# Hello All from a Newbie



## crushing (Jan 1, 2006)

I live on the west coast, of Michigan, and started TKD this...wait...last year.  Well, officially it's a TKD class, but my instructor also brings in elements of grappling/BJJ and Muay Thai techniques.
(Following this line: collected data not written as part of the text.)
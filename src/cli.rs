use clap::{builder::PossibleValuesParser, value_parser};
use easy_error::{Error, ResultExt};
use tracing_subscriber::{EnvFilter, fmt, prelude::*};

#[derive(Debug, Clone)]
pub struct AppArgs {
    pub config_file: String,
    pub config_test: bool,
    #[allow(dead_code)]
    pub log_level: String,
}

pub fn parse_args() -> Result<AppArgs, Error> {
    let args = clap::Command::new("sockspipe")
        .version(crate::VERSION)
        .arg(
            clap::Arg::new("config")
                .short('c')
                .long("config")
                .help("Config filename")
                .default_value("config.yaml")
                .value_parser(value_parser!(String))
                .num_args(1),
        )
        .arg(
            clap::Arg::new("log-level")
                .short('l')
                .long("log")
                .help("Set log level")
                .value_parser(PossibleValuesParser::new([
                    "error", "warn", "info", "debug", "trace",
                ]))
                .num_args(1),
        )
        .arg(
            clap::Arg::new("config-check")
                .short('t')
                .long("test")
                .help("Load and check config file then exit")
                .action(clap::ArgAction::SetTrue),
        )
        .get_matches();
    let config_file = args
        .get_one("config")
        .map(String::as_str)
        .unwrap_or("config.yaml")
        .to_string();
    let config_test = args.get_flag("config-check");
    let log_level = args
        .get_one("log-level")
        .map(String::as_str)
        .unwrap_or("info")
        .to_string();
    init_logging(&log_level)?;
    Ok(AppArgs {
        config_file,
        config_test,
        log_level,
    })
}

pub fn init_logging(log_level: &str) -> Result<(), Error> {
    tracing_subscriber::registry()
        .with(fmt::layer())
        .with(
            EnvFilter::builder()
                .with_default_directive(log_level.parse().context("parse log level")?)
                .from_env()
                .context("build env filter")?,
        )
        .init();
    Ok(())
}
Searching on the terms West Michigan Tae Kwon Do brought me to this site, specifically to posts by DuneViking.

Happy New Year,

crushing


----------



## MJS (Jan 1, 2006)

Welcome to the forum! Enjoy your stay and please feel free to ask any questions you may have!

Mike


----------



## terryl965 (Jan 1, 2006)

Welcome and Happy Posting
Terry


----------



## Lisa (Jan 2, 2006)

Hi!  Welcome to Martial Talk!  Happy Posting!


----------



## boricuatkd (Jan 2, 2006)

Welcome. Great place to learn and share. Happy Posting.
artyon:


----------



## Jonathan Randall (Jan 2, 2006)

Welcome to MT!
artyon:


----------



## AdrenalineJunky (Jan 2, 2006)

Welcome!

On a side note: Lisa, your avatar scares me.


----------



## arnisador (Jan 2, 2006)

Welcome!


----------



## green meanie (Jan 2, 2006)

Welcome aboard!


----------



## Guro Harold (Jan 2, 2006)

Welcome to MT!!!


----------



## Gemini (Jan 2, 2006)

Welcome to MT, Crushing.


----------



## kenpo0324 (Jan 2, 2006)

Welcome to MT..


----------



## TheBattousai (Jan 2, 2006)

Hello and welcome to MT.


----------



## KenpoTess (Jan 3, 2006)

Good to have you aboard 

Enjoy~!

~Tess


----------



## mj-hi-yah (Jan 3, 2006)

Hello Crushing and welcome! :wavey:  It sounds like an interesting and varied training mixture!  :supcool: 

MJ


----------



## shesulsa (Jan 3, 2006)

Yo.  Welcome!


----------



## still learning (Jan 3, 2006)

Hello, Welcome and enjoy your training........Aloha


----------



## OnlyAnEgg (Jan 4, 2006)

Welcome to MT, cruching!


----------



## Fluffy (Jan 4, 2006)

Welcome!


----------



## Sarah (Jan 4, 2006)

*waves*

I look forward to reading your posts


----------



## Cujo (Jan 6, 2006)

Welcome to MT. I hope your training goes well and that you enjoy your time here.

Pax
Cujo


----------



## Navarre (Jan 6, 2006)

Welcome to the forum, Crushing!!  Happy posting!


----------